Thankfully, Ed Bott in his ZDNet blog has done the dirty work for us and compiled a list of all current Intel processors and have marked them with either a “Yes” or “No” for the presence of Intel VT.

For the List & Source : *www.tomshardware.com/news/windows-xp-mode-virtualization-intel,7709.html


----------



## topgear (May 8, 2009)

*For AMD CPUs* :

*AMD makes things a little easier to identify virtualization hardware CPUs.*


Now that we have both Windows 7 RC and the XP Mode beta, we’re all ready to rock out to Windows XP all over again, right? Well, only if you have the requisite hardware.

If you have an AMD processor, you’ll need something called AMD-V for the hardware virtualization that XP Mode calls for. If you have a fairly recent AMD CPU, you should be ok.

"All CPUs AMD is currently shipping, except Sempron, include AMD-V and therefore support XP mode," an AMD spokeswoman said to CNet.

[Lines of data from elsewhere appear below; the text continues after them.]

//! Helpers shared by the repositories.

use sea_orm::{
    ConnectionTrait, DbErr, EntityTrait, PaginatorTrait, QuerySelect, SelectorTrait, SqlErr,
    prelude::DateTimeWithTimeZone,
};
use scholaris_shared::types::{PageRequest, PageResponse};
use uuid::Uuid;

use crate::entities::{classes, schools, subjects};

/// How many times an insert that generates an ID is attempted.
pub const MAX_ID_ATTEMPTS: u32 = 3;

/// Current time as stored in timestamp columns.
pub(crate) fn now() -> DateTimeWithTimeZone {
    chrono::Utc::now().into()
}

/// Returns true if the error is a unique constraint violation.
pub(crate) fn is_unique_violation(err: &DbErr) -> bool {
    matches!(err.sql_err(), Some(SqlErr::UniqueConstraintViolation(_)))
}

/// Loads the school row and locks it for the rest of the transaction.
///
/// Serialises ID generation within one school. SQLite ignores the lock.
pub(crate) async fn lock_school<C: ConnectionTrait>(
    conn: &C,
    school_id: Uuid,
) -> Result<Option<schools::Model>, DbErr> {
    schools::Entity::find_by_id(school_id)
        .lock_exclusive()
        .one(conn)
        .await
}

/// Section of a class, provided the subject is taught in that class.
///
/// The inner error names the reference that is missing from the school or
/// belongs to another class.
pub(crate) async fn class_section<C: ConnectionTrait>(
    conn: &C,
    school_id: Uuid,
    class_id: Uuid,
    subject_id: Uuid,
) -> Result<Result<Uuid, String>, DbErr> {
    let Some(class) = find_in_school::<classes::Entity, _, _>(conn, class_id, school_id, |c| {
        c.school_id
    })
    .await?
    else {
        return Ok(Err(format!("class {class_id}")));
    };
    let subject = find_in_school::<subjects::Entity, _, _>(conn, subject_id, school_id, |s| {
        s.school_id
    })
    .await?;
    let fits = subject.is_some_and(|s| {
        s.section_id == class.section_id && s.class_id.is_none_or(|id| id == class.id)
    });
    if !fits {
        return Ok(Err(format!("subject {subject_id}")));
    }
    Ok(Ok(class.section_id))
}

/// One page of rows plus the total row count.
#[derive(Debug, Clone)]
pub struct Page<T> {
    /// Rows on this page.
    pub items: Vec<T>,
    /// Rows across all pages.
    pub total: u64,
    /// Page that was fetched (1-indexed).
    pub page: u32,
    /// Page size.
    pub per_page: u32,
}

impl<T> Page<T> {
    /// Converts the rows, keeping the paging figures.
    pub fn map<U>(self, f: impl FnMut(T) -> U) -> Page<U> {
        Page {
            items: self.items.into_iter().map(f).collect(),
            total: self.total,
            page: self.page,
            per_page: self.per_page,
        }
    }
}

impl<T> From<Page<T>> for PageResponse<T> {
    fn from(page: Page<T>) -> Self {
        Self::new(page.items, page.page, page.per_page, page.total)
    }
}

/// Fetches one page from a select.
pub(crate) async fn fetch_page<'db, C, S>(
    conn: &'db C,
    select: S,
    page: &PageRequest,
) -> Result<Page<<S::Selector as SelectorTrait>::Item>, DbErr>
where
    C: ConnectionTrait,
    S: PaginatorTrait<'db, C>,
{
    let page = page.normalized();
    let paginator = select.paginate(conn, u64::from(page.per_page));
    let total = paginator.num_items().await?;
    let items = paginator.fetch_page(u64::from(page.page - 1)).await?;

    Ok(Page {
        items,
        total,
        page: page.page,
        per_page: page.per_page,
    })
}

/// Returns the entity's model if it exists and belongs to the school.
pub(crate) async fn find_in_school<E, C, F>(
    conn: &C,
    id: Uuid,
    school_id: Uuid,
    school_of: F,
) -> Result<Option<E::Model>, DbErr>
where
    E: EntityTrait,
    E::PrimaryKey: sea_orm::PrimaryKeyTrait<ValueType = Uuid>,
    C: ConnectionTrait,
    F: Fn(&E::Model) -> Uuid,
{
    Ok(E::find_by_id(id)
        .one(conn)
        .await?
        .filter(|model| school_of(model) == school_id))
}

#[cfg(test)]
mod tests {
    use super::*;

    #[test]
    fn test_unique_violation_detection_ignores_other_errors() {
        assert!(!is_unique_violation(&DbErr::RecordNotFound("x".into())));
        assert!(!is_unique_violation(&DbErr::Custom("boom".into())));
    }
}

AMD then laid out which of its CPUs support AMD-V:




> *“With the exceptions of Sempron-branded processors and Turion K8 Rev E processors, all notebook processors shipped by AMD include AMD-V and therefore support Windows 7 XP mode."
> 
> "With the exceptions of Sempron-branded processors and pre-Rev F Athlon branded processors, all of the desktop processors shipped by AMD include AMD-V and therefore support Windows 7 in XP mode."
> 
> "Also, all AMD Opteron processors shipped by AMD from Rev F forward include AMD-V."*




In a previous article, we looked at all the Intel processors that supported virtualization. The picture wasn’t as clear as AMD’s, however, with some Core 2 Duo and Quad chips with and without Intel-VT

Source  : *www.tomshardware.com/news/amd-cpu-windows-xp-mode,7739.html


----------



## MetalheadGautham (May 11, 2009)

Loooool, now AMD hit jackpot. Intel disabled VT because it thought its useless and only for rich pros.

But now, with amd supporting VT even in its 2.5K CPUs, Microsoft is going to favour AMD.


----------



## mad1231moody (May 11, 2009)

According to the list my E7200 doesn't support VT. But this software SecureAble tells that VT is locked. Looking at that I felt that somehow the BIOS has some setting disabled for h/w VT. So what u say guys can my proccy support VT. Here is what the software tells.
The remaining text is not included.